» INFORMATION SHOWN:

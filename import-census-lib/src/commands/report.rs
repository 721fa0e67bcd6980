use super::Host;
use super::common::{LogLevel, init_logging};
use crate::Result;
use crate::reports::{count_libraries, section_heading, update_readme, write_csv};
use camino::Utf8PathBuf;
use chrono::Utc;
use clap::Parser;
use ohno::IntoAppError;
use std::fs::{self, File};
use std::io::{BufWriter, Write};

#[derive(Parser, Debug)]
pub struct ReportArgs {
    /// Import records to aggregate
    #[arg(long, default_value = "data/imports.jsonl", value_name = "PATH")]
    pub imports: Utf8PathBuf,

    /// Where to write `library,count` rows
    #[arg(long, default_value = "data/library_counts.csv", value_name = "PATH")]
    pub csv: Utf8PathBuf,

    /// Markdown file whose library table is replaced or appended
    #[arg(long, value_name = "PATH")]
    pub readme: Option<Utf8PathBuf>,

    /// Libraries shown in the README table
    #[arg(long, default_value_t = 10, value_name = "N")]
    pub top: usize,

    /// Language named in the README table heading
    #[arg(long, default_value = "python", value_name = "LANGUAGE")]
    pub language: String,

    /// Set the logging level for diagnostic output
    #[arg(long, value_name = "LEVEL", default_value = "info")]
    pub log_level: LogLevel,
}

/// Count libraries across all import records and publish the tally
pub fn process_report<H: Host>(host: &mut H, args: &ReportArgs) -> Result<()> {
    init_logging(args.log_level);

    let counts = count_libraries(args.imports.as_std_path())?;

    if let Some(parent) = args.csv.parent()
        && !parent.as_str().is_empty()
    {
        fs::create_dir_all(parent).into_app_err_with(|| format!("creating directory '{parent}'"))?;
    }
    let file = File::create(&args.csv).into_app_err_with(|| format!("creating '{}'", args.csv))?;
    write_csv(&counts, BufWriter::new(file))?;

    let _ = writeln!(host.output(), "Found {} unique libraries, written to {}", counts.len(), args.csv);

    if let Some(readme) = &args.readme {
        let heading = section_heading(&args.language);
        if update_readme(readme.as_std_path(), &heading, &counts, args.top, Utc::now())? {
            let _ = writeln!(host.output(), "Updated {readme} with the top {} libraries", args.top.min(counts.len()));
        } else {
            let _ = writeln!(host.error(), "No library data to write to {readme}");
        }
    }

    Ok(())
}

» WHAT THIS TASK INVOLVES:
Determine how many lines above have the string "Parser" and output nothing besides the count.

» EXERCISE SOLUTION:
2